Transformative learning in educational sustainability as collective resilience and resistance

Over the last two years, I have been conducting research on how doctoral students experience transformative learning in an educational sustainability program. We define transformative learning as a process that engages the head, heart, and hands in critical reflection, values introspection, social engagement, and empowerment towards sustainability (Grund et al., 2024; Papastamatis and Panitsides, 2014; Sipos et al., 2008). The transformative learning journey is not a straight line, rather it is dynamic, fluid, adaptive, and recursive in nature, allowing each learner to experience it differently (Boström et al., 2018; Grund et al., 2024; Rodríguez Aboytes and Barth, 2020). We argue that although a transformative moment can occur within an individual, transformative learning is a social and collaborative process.

I am the director of the educational sustainability program and an associate professor, teaching many courses within the program. I have loved learning from students on how, to what extent, and when they experience transformative learning, but the process is mutual. As much as the students have been transformed, so have I. Over the last year, the attacks on sustainability have changed these relationships and created a different type of transformative learning, one that feels like collective resistance. The emotional trauma of seeing these attacks has led to a deeper kinship, one that binds us together through this struggle and collective desire to build a safe space for all.

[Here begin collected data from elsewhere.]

use super::ape_tag::ApeTag;
use super::item::ApeItem;
use crate::constants::KEY_CONVERSIONS;
use crate::properties::PropertyMap;

use std::collections::HashSet;

use unicase::UniCase;

impl ApeTag {
	/// Translates the tag into a generic [`PropertyMap`]
	///
	/// Keys are upper-cased and mapped to their canonical property names
	/// (`TRACK` becomes `TRACKNUMBER`, ...). Binary and locator items have
	/// no string representation, so their keys are recorded in the map's
	/// [`unsupported`](PropertyMap::unsupported) list instead.
	pub fn properties(&self) -> PropertyMap {
		let mut properties = PropertyMap::new();

		for item in &self.items {
			let key = item.key().to_uppercase();

			match item.values() {
				Some(values) if !key.is_empty() => {
					let mut name = key.as_str();

					// Some tags need to be handled specially
					for (canonical, on_disk) in &KEY_CONVERSIONS {
						if name == *on_disk {
							name = canonical;
						}
					}

					properties.insert(name, values.to_vec());
				},
				_ => properties.add_unsupported(String::from(item.key())),
			}
		}

		properties
	}

	/// Makes the tag's text content match `properties` exactly
	///
	/// Canonical names are translated back to their APE spellings, text
	/// items absent from the map are removed, and each entry is written
	/// unless the stored values already match. Binary and locator items
	/// are never touched.
	///
	/// Entries whose key is not a legal APE key are returned, with their
	/// values, so the caller can decide how to surface them.
	pub fn set_properties(&mut self, properties: &PropertyMap) -> PropertyMap {
		let mut props = properties.clone();

		for (canonical, on_disk) in &KEY_CONVERSIONS {
			if let Some(values) = props.remove(canonical) {
				props.insert(on_disk, values);
			}
		}

		// First check if items need to be removed completely
		let incoming: HashSet<UniCase<&str>> = props
			.iter()
			.map(|(key, _)| UniCase::new(key.as_str()))
			.collect();

		self.items
			.retain(|item| item.values().is_none() || incoming.contains(&UniCase::new(item.key())));

		// Now sync in the "forward direction"
		let mut invalid = PropertyMap::new();

		for (key, values) in &props {
			if !ApeItem::is_valid_key(key) {
				invalid.insert(key, values.clone());
				continue;
			}

			if self.get_key(key).and_then(ApeItem::values) == Some(values.as_slice()) {
				continue;
			}

			if values.is_empty() {
				self.remove_key(key);
				continue;
			}

			if let Some((first, rest)) = values.split_first() {
				self.add_value(key, first, true);

				for value in rest {
					self.add_value(key, value, false);
				}
			}
		}

		invalid
	}

	/// Removes the items behind keys reported as unsupported by
	/// [`ApeTag::properties`]
	pub fn remove_unsupported_properties(&mut self, keys: &[String]) {
		for key in keys {
			self.remove_key(key);
		}
	}
}

#[cfg(test)]
mod tests {
	use crate::properties::PropertyMap;
	use crate::tag::ape_tag::ApeTag;
	use crate::tag::item::{ApeItem, ItemValue};

	use pretty_assertions::assert_eq;

	fn property(key: &str, values: &[&str]) -> PropertyMap {
		let mut map = PropertyMap::new();
		map.insert(key, values.iter().map(|v| String::from(*v)).collect());
		map
	}

	#[test]
	fn alias_round_trip() {
		let mut tag = ApeTag::new();

		let invalid = tag.set_properties(&property("TRACKNUMBER", &["5"]));
		assert!(invalid.is_empty());

		// Stored under the APE spelling, reported under the canonical one
		assert_eq!(tag.get_key("TRACK").unwrap().values(), Some(&[String::from("5")][..]));
		assert!(tag.get_key("TRACKNUMBER").is_none());

		assert_eq!(tag.properties(), property("TRACKNUMBER", &["5"]));
	}

	#[test]
	fn binary_items_survive_the_removal_pass() {
		let mut tag = ApeTag::new();
		tag.set_binary_value("COVER", vec![1, 2, 3]);
		tag.set_title("Foo title");

		tag.set_properties(&property("ARTIST", &["Bar artist"]));

		// The text item was removed, the binary one was not
		assert!(tag.get_key("TITLE").is_none());
		assert_eq!(
			tag.get_key("COVER").unwrap().value(),
			&ItemValue::Binary(vec![1, 2, 3])
		);
		assert_eq!(tag.artist(), Some("Bar artist"));
	}

	#[test]
	fn unsupported_items_are_reported_and_removable() {
		let mut tag = ApeTag::new();
		tag.set_binary_value("Cover Art (Front)", vec![0xFF]);
		tag.set_title("Foo title");

		let properties = tag.properties();
		assert_eq!(
			properties.unsupported(),
			&[String::from("Cover Art (Front)")]
		);
		assert_eq!(properties.get("TITLE"), Some(&[String::from("Foo title")][..]));

		tag.remove_unsupported_properties(properties.unsupported());
		assert!(tag.get_key("Cover Art (Front)").is_none());
		assert_eq!(tag.title(), Some("Foo title"));
	}

	#[test]
	fn invalid_keys_are_returned_not_applied() {
		let mut tag = ApeTag::new();

		let mut incoming = property("TITLE", &["Foo title"]);
		incoming.insert("X", vec![String::from("too short")]);

		let invalid = tag.set_properties(&incoming);

		assert_eq!(tag.items().len(), 1);
		assert_eq!(tag.title(), Some("Foo title"));
		assert_eq!(invalid.get("X"), Some(&[String::from("too short")][..]));
	}

	#[test]
	fn multi_value_entries_apply_in_order() {
		let mut tag = ApeTag::new();
		tag.set_properties(&property("ARTIST", &["Foo", "Bar", "Baz"]));

		assert_eq!(
			tag.get_key("ARTIST").unwrap().values(),
			Some(
				&[
					String::from("Foo"),
					String::from("Bar"),
					String::from("Baz")
				][..]
			)
		);
		assert_eq!(tag.items().len(), 1);
	}

	#[test]
	fn matching_values_leave_the_item_untouched() {
		let mut tag = ApeTag::new();
		tag.insert(ApeItem::text("Title", "Foo title").unwrap());

		tag.set_properties(&property("TITLE", &["Foo title"]));

		// The original casing survives because nothing was rewritten
		assert_eq!(tag.get_key("TITLE").unwrap().key(), "Title");
	}

	#[test]
	fn empty_value_list_removes_the_item() {
		let mut tag = ApeTag::new();
		tag.set_title("Foo title");

		tag.set_properties(&property("TITLE", &[]));

		assert!(tag.is_empty());
	}

	#[test]
	fn locator_items_are_unsupported() {
		let mut tag = ApeTag::new();
		tag.insert(
			ApeItem::new(
				String::from("Buy URL"),
				ItemValue::Locator(b"https://example.com".to_vec()),
			)
			.unwrap(),
		);

		let properties = tag.properties();
		assert_eq!(properties.len(), 0);
		assert_eq!(properties.unsupported(), &[String::from("Buy URL")]);
	}
}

Sustainability education in a hostile political environment

I define sustainability as the morally courageous pursuit of a just, inclusive, and equitable future where humans and the environment can thrive. However, this pursuit can come with fatigue and advocating for change is not without struggle. As change agents, we take on those struggles in the hope of moving forward in a different way—one that reflects justice and equity. We learn from the past and challenge White Supremacy culture and systems of domination. We see the interdependence of environmental and human health and treat the environment as a stakeholder in our decision-making.

On the morning of November 5th, 2024, I woke to a Trump victory, which all but sealed the destruction of equity and inclusivity movements in U.S. higher education institutions. The topics that lay the foundation of sustainability education—social justice, ecological health, cultural inclusivity, and equitable access to resources—all lay on the chopping board. I felt like I couldn’t breathe, couldn’t move, the weight of what this means to me, to my students, barreled down on me. I was teaching a class entitled, “Social Justice for a Sustainable Society,” and my students were preparing case studies on reparative futures (Sriprakash et al., 2020); but how was I supposed to show up for this authentically, knowing the just futures they were imagining will be under attack for at least the next four years?

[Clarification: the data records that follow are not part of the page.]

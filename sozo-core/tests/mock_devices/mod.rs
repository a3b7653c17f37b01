//! Recording wheel outputs and delays shared by the integration tests.
#![allow(dead_code)]

use std::{cell::RefCell, rc::Rc};

use embedded_hal::delay::DelayNs;
use embedded_hal_mock::eh1::i2c::Transaction as I2cTrans;
use sozo_core::utils::controllers::{Level, PinId, WheelIo};

/// Default I2C address for the servo board.
pub const PWM_ADDRESS: u8 = 0x40;

/// Create a write transaction for the given I2C address and data payload.
pub fn write(
    addr: u8,
    data: Vec<u8>,
) -> I2cTrans {
    I2cTrans::write(addr, data)
}

/// One observable effect of the drive controller.
#[derive(Debug, Clone, Copy, PartialEq)]
pub enum Event {
    Pulse(PinId, u16),
    Digital(PinId, Level),
    Pause(u32),
}

pub type Log = Rc<RefCell<Vec<Event>>>;

pub fn new_log() -> Log {
    Rc::new(RefCell::new(Vec::new()))
}

/// Wheel output that records every write into a shared log.
pub struct RecordingIo {
    pub log: Log,
}

impl WheelIo for RecordingIo {
    type Error = core::convert::Infallible;

    fn set_pulse(
        &mut self,
        pin: PinId,
        pulse_us: u16,
    ) -> Result<(), Self::Error> {
        self.log.borrow_mut().push(Event::Pulse(pin, pulse_us));
        Ok(())
    }

    fn set_digital(
        &mut self,
        pin: PinId,
        level: Level,
    ) -> Result<(), Self::Error> {
        self.log.borrow_mut().push(Event::Digital(pin, level));
        Ok(())
    }
}

/// Delay that records requested pauses instead of sleeping.
pub struct RecordingDelay {
    pub log: Log,
}

impl DelayNs for RecordingDelay {
    fn delay_ns(
        &mut self,
        _ns: u32,
    ) {
    }

    fn delay_ms(
        &mut self,
        ms: u32,
    ) {
        self.log.borrow_mut().push(Event::Pause(ms));
    }
}

/// Delay that returns immediately.
pub struct NoDelay;

impl DelayNs for NoDelay {
    fn delay_ns(
        &mut self,
        _ns: u32,
    ) {
    }
}

/// Wheel output whose writes always fail.
pub struct FailingIo {
    pub attempts: usize,
}

impl WheelIo for FailingIo {
    type Error = &'static str;

    fn set_pulse(
        &mut self,
        _pin: PinId,
        _pulse_us: u16,
    ) -> Result<(), Self::Error> {
        self.attempts += 1;
        Err("pulse write failed")
    }

    fn set_digital(
        &mut self,
        _pin: PinId,
        _level: Level,
    ) -> Result<(), Self::Error> {
        self.attempts += 1;
        Err("digital write failed")
    }
}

I did show up for my classes and for my students, but it was different. In some cases, I cried with my students, in others, I urged them to keep going, to not let this hostile political environment silence them and their achievements. I fiercely defended this program as a safe space for all, especially in this time of difficulty. My job changed, my relationship with my students changed. Working together through our pain and vulnerability, we found a collective strength and supported each other in a way that increased our resilience to do the work of sustainability.

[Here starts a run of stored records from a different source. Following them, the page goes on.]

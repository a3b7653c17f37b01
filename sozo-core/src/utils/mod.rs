//! Utility re-exports for the sozo robot.
//!
//! - `controllers`: the differential drive controller, the wheel output sink
//!   and the PCA9685 servo board backend
//! - `math`: servo pulse-width computation for each drive direction

pub mod controllers;
pub mod math;

pub use controllers::{DifferentialDrive, DriveCommand, DriveConfig, Level, WheelIo};
pub use math::pulse::Direction;
//! Core drivers and utilities for the sozo servo-wheel robot on no-std embedded platforms.
//!
//! For a host-side runner, see the `mock-robot` crate under `sozo-app/`.
#![no_std]

pub mod utils;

Building strength through vulnerability

One of the features of our program that builds relationships, and collective learning is the one-week, in-person residency that is required every summer for three years. The educational sustainability doctoral program is online, except for this yearly residency. The residency is frequently mentioned by our students as one of the most transformative experiences in the program. This year (June 2025), I took a different approach to planning the residency. Rather than bringing computers and learning about sustainability competencies and research methods, we focused on the heart and hands parts of transformative learning (Sipos et al., 2008) and the social and emotional connections between each other (Papastamatis and Panitsides, 2014).

I planned activities for us that would require leaving our devices behind and connecting with nature and each other, like canyoning (repelling down waterfalls). The canyoning experience, in many ways, mirrored the transformative learning design of the program—it required collaboration, had moments of difficulty, struggle, and vulnerability, and concluded with a sense of collective strength, resilience, and empowerment.

The students similarly reflected on how canyoning was transformative and created a unique bond through vulnerability and trust. One student wrote about the canyoning experience:

Everyone that participated in that experience was truly vulnerable and also supportive of each other. We had to let our guards down to focus on completing the journey down the canyon and leaned on each other to do so. That required a significant amount of trust and literal handholding.

In the end, we were closer with our peers after the canyoning experience

Another student reflected on the emotional safety created through this experience:

One particularly memorable experience that fostered the community was the canyoneering trip, where we rappelled down an 80-foot waterfall.

Supporting each other through adrenaline (and fear) led us to encouragement and emotional safety.

Yet another student reflected on the emotional support and kinship that this experience fostered:

The descent through all the waterfalls was not only physically grueling, but emotionally intense. What surprised me, however, was the way my peers checked in with me—offering emotional support and words of affirmation without judgment. In that moment, I felt seen and held. There was a sense of mutual care that went beyond casual classmate interaction and moved toward a deeper kind of kinship.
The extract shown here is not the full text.